June 28, 2021 @ 12:30 PM

F. A. Hayek was an Austrian economist who became a British citizen to escape Nazi controlled Austria. He wrote a classic book entitled, The Road to Serfdom. In the book, Hayek warned both Britain and America that socialist sympathies could easily lead the United Kingdom and the United States into the same nightmare that Hitler’s National Socialist Party had dreamed up in Nazi Germany.

 

In his classic work, The Road to Serfdom, Hayek warned of how a democratic nation could be fast tracked into a socialist state by its government’s invoking of War Powers.
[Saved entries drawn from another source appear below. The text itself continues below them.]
//! Cypher-over-HTTP graph store adapter.
//!
//! Speaks the transactional commit endpoint of a Neo4j-compatible store:
//! `POST {base}/db/{database}/tx/commit` with a JSON statements envelope.
//! Statement errors come back in-band in an `errors` array, so HTTP
//! success alone does not mean the write landed.

use std::time::Duration;

use async_trait::async_trait;
use bitcoin::Txid;
use reqwest::header;
use tracing::{debug, trace};

use crate::config::StoreConfig;
use crate::error::StoreError;
use crate::types::{AddressTag, Transaction, Verdict};

use super::{GraphStore, StoreHealth};

// ==============================================================================
// Statements
// ==============================================================================

const MERGE_TRANSACTION: &str = "MERGE (t:Transaction {txid: $txid}) \
     SET t.is_coinjoin = $is_coinjoin, t.detection_method = $method, \
         t.score = $score, t.fee = $fee, t.size = $size, \
         t.vin = $vin, t.vout = $vout";

/// Tag promotion is encoded in the statement itself: once `coinjoin`,
/// the CASE arm keeps it `coinjoin` no matter what the caller passes.
const MERGE_ADDRESS: &str = "MERGE (a:Address {address: $address}) \
     ON CREATE SET a.first_seen = timestamp(), a.tag = $tag \
     ON MATCH SET a.tag = CASE WHEN a.tag = 'coinjoin' THEN 'coinjoin' ELSE $tag END \
     SET a.last_seen = timestamp()";

const LINK_INPUT: &str = "MATCH (a:Address {address: $address}) \
     MATCH (t:Transaction {txid: $txid}) \
     MERGE (a)-[:INPUT_TO]->(t)";

const LINK_OUTPUT: &str = "MATCH (t:Transaction {txid: $txid}) \
     MATCH (a:Address {address: $address}) \
     MERGE (t)-[:OUTPUT_TO]->(a)";

const LINK_RELATED: &str = "MATCH (a:Address {address: $address}) \
     MATCH (t:Transaction {txid: $txid}) \
     MERGE (a)-[:RELATED_TO]->(t)";

const COUNT_TRANSACTIONS: &str = "MATCH (t:Transaction) RETURN count(t)";
const COUNT_ADDRESSES: &str = "MATCH (a:Address) RETURN count(a)";

// ==============================================================================
// Protocol
// ==============================================================================

#[derive(serde::Serialize)]
struct CypherStatement {
    statement: &'static str,
    parameters: serde_json::Value,
}

#[derive(serde::Serialize)]
struct CommitRequest {
    statements: Vec<CypherStatement>,
}

#[derive(serde::Deserialize, Debug)]
struct CommitResponse {
    #[serde(default)]
    results: Vec<StatementResult>,
    #[serde(default)]
    errors: Vec<ServerError>,
}

#[derive(serde::Deserialize, Debug)]
struct StatementResult {
    #[serde(default)]
    data: Vec<ResultRow>,
}

#[derive(serde::Deserialize, Debug)]
struct ResultRow {
    #[serde(default)]
    row: Vec<serde_json::Value>,
}

#[derive(serde::Deserialize, Debug)]
struct ServerError {
    #[serde(default)]
    code: String,
    #[serde(default)]
    message: String,
}

fn decode_response(body: &str) -> Result<CommitResponse, StoreError> {
    let decoded: CommitResponse = serde_json::from_str(body)
        .map_err(|e| StoreError::InvalidResponse(format!("decode commit response: {e}")))?;

    if let Some(first) = decoded.errors.into_iter().next() {
        return Err(StoreError::Server {
            code: first.code,
            message: first.message,
        });
    }
    Ok(CommitResponse {
        results: decoded.results,
        errors: Vec::new(),
    })
}

// ==============================================================================
// Store
// ==============================================================================

/// Graph store client over the HTTP transactional commit endpoint.
pub struct CypherHttpStore {
    client: reqwest::Client,
    commit_url: String,
    auth: Option<(String, String)>,
}

impl CypherHttpStore {
    pub fn new(config: &StoreConfig) -> Self {
        let client = reqwest::Client::builder()
            .connect_timeout(Duration::from_secs(10))
            .timeout(Duration::from_secs(30))
            .build()
            .expect("reqwest client builder uses valid static config");

        let commit_url = format!(
            "{}/db/{}/tx/commit",
            config.uri.trim_end_matches('/'),
            config.database
        );
        let auth = match (&config.user, &config.pass) {
            (Some(user), Some(pass)) => Some((user.clone(), pass.clone())),
            _ => None,
        };

        Self {
            client,
            commit_url,
            auth,
        }
    }

    async fn commit(&self, statements: Vec<CypherStatement>) -> Result<CommitResponse, StoreError> {
        let request = CommitRequest { statements };
        debug!(url = %self.commit_url, statements = request.statements.len(), "store commit");

        let mut builder = self
            .client
            .post(&self.commit_url)
            .header(header::CONTENT_TYPE, "application/json")
            .json(&request);
        if let Some((ref user, ref pass)) = self.auth {
            builder = builder.basic_auth(user, Some(pass));
        }

        let response = builder.send().await.map_err(StoreError::Transport)?;
        let status = response.status();
        let body = response.text().await.map_err(StoreError::Transport)?;
        trace!(%status, body = %body, "store commit response");

        if !status.is_success() {
            return Err(StoreError::InvalidResponse(format!(
                "HTTP {status}: {body}"
            )));
        }

        decode_response(&body)
    }

    async fn commit_one(
        &self,
        statement: &'static str,
        parameters: serde_json::Value,
    ) -> Result<(), StoreError> {
        self.commit(vec![CypherStatement {
            statement,
            parameters,
        }])
        .await
        .map(|_| ())
    }

    /// Like [`GraphStore::health`], but surfaces the failure so startup
    /// probes can explain what went wrong.
    pub async fn probe(&self) -> Result<StoreHealth, StoreError> {
        let statements = vec![
            CypherStatement {
                statement: COUNT_TRANSACTIONS,
                parameters: serde_json::json!({}),
            },
            CypherStatement {
                statement: COUNT_ADDRESSES,
                parameters: serde_json::json!({}),
            },
        ];

        let response = self.commit(statements).await?;
        Ok(StoreHealth {
            connected: true,
            transaction_count: first_count(&response, 0),
            address_count: first_count(&response, 1),
        })
    }
}

#[async_trait]
impl GraphStore for CypherHttpStore {
    async fn merge_transaction(
        &self,
        tx: &Transaction,
        verdict: &Verdict,
    ) -> Result<(), StoreError> {
        self.commit_one(
            MERGE_TRANSACTION,
            serde_json::json!({
                "txid": tx.txid.to_string(),
                "is_coinjoin": verdict.is_coinjoin,
                "method": verdict.detection_method.to_string(),
                "score": verdict.score,
                "fee": tx.fee.to_sat(),
                "size": tx.size,
                "vin": tx.inputs.len(),
                "vout": tx.outputs.len(),
            }),
        )
        .await
    }

    async fn merge_address(&self, address: &str, tag: AddressTag) -> Result<(), StoreError> {
        self.commit_one(
            MERGE_ADDRESS,
            serde_json::json!({ "address": address, "tag": tag.as_str() }),
        )
        .await
    }

    async fn link_input(&self, address: &str, txid: &Txid) -> Result<(), StoreError> {
        self.commit_one(
            LINK_INPUT,
            serde_json::json!({ "address": address, "txid": txid.to_string() }),
        )
        .await
    }

    async fn link_output(&self, txid: &Txid, address: &str) -> Result<(), StoreError> {
        self.commit_one(
            LINK_OUTPUT,
            serde_json::json!({ "address": address, "txid": txid.to_string() }),
        )
        .await
    }

    async fn link_related(&self, address: &str, txid: &Txid) -> Result<(), StoreError> {
        self.commit_one(
            LINK_RELATED,
            serde_json::json!({ "address": address, "txid": txid.to_string() }),
        )
        .await
    }

    async fn health(&self) -> StoreHealth {
        match self.probe().await {
            Ok(health) => health,
            Err(err) => {
                debug!(error = %err, "store health probe failed");
                StoreHealth::disconnected()
            }
        }
    }
}

fn first_count(response: &CommitResponse, statement_index: usize) -> u64 {
    response
        .results
        .get(statement_index)
        .and_then(|result| result.data.first())
        .and_then(|row| row.row.first())
        .and_then(serde_json::Value::as_u64)
        .unwrap_or(0)
}

// ==============================================================================
// Tests
// ==============================================================================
Whereas government’s usurpation of control over an increasingly dependent citizenry normally requires incremental implementation of piecemeal changes, it can be done in one fell swoop in a time of war, since the invoking or War Powers enables the government, under the guise of protecting and preserving the republic, to nationalize the country’s private industry and to nullify its citizens’ individual rights and freedoms.

 

Realizing the seductive power of war, cunning politicians often invoke war metaphors to lessen public resistance to intrusions into personal privacy, to confiscations of personal property, and to interference with personal liberties. It’s all done, according to Hayek, with little or no public resistance, since the public is led to believe that it’s necessary for the sake of national security, public safety, and each one’s personal survival.

 

Hayek goes on to point out that war metaphors are more dangerous than real war, since they are perpetual. Having no “logical endpoint,” Hayek argued that they “may be invoked forever.” They provide cunning politicians with perpetual emergencies, which they can use as never-ending cover for their ever-increasing confiscation of our hard-earned tax dollars, as well as their ever-increasing intrusion into our constitutional rights and privileges.

 

In light of the above, stop and consider for a moment all of the war metaphors being employed by America’s modern-day Machiavellians. For instance, we incessantly hear about our government’s ongoing wars on such things as poverty, drugs, terror, climate change, systemic racism, gun violence, and the coronavirus pandemic. All these “wars” are supposedly being courageously fought by our government for our good, at the same time our government digs its hand deeper and deeper into our taxpayer pockets and limits our individual liberties more and more. Yet, the American people, or should I say sheeple, are ever more beholden to a brave and benevolent Uncle Sam, who is ever-tightening his iron-fisted grip on us, in order to guard us from every ghoul and goblin he can conjure up.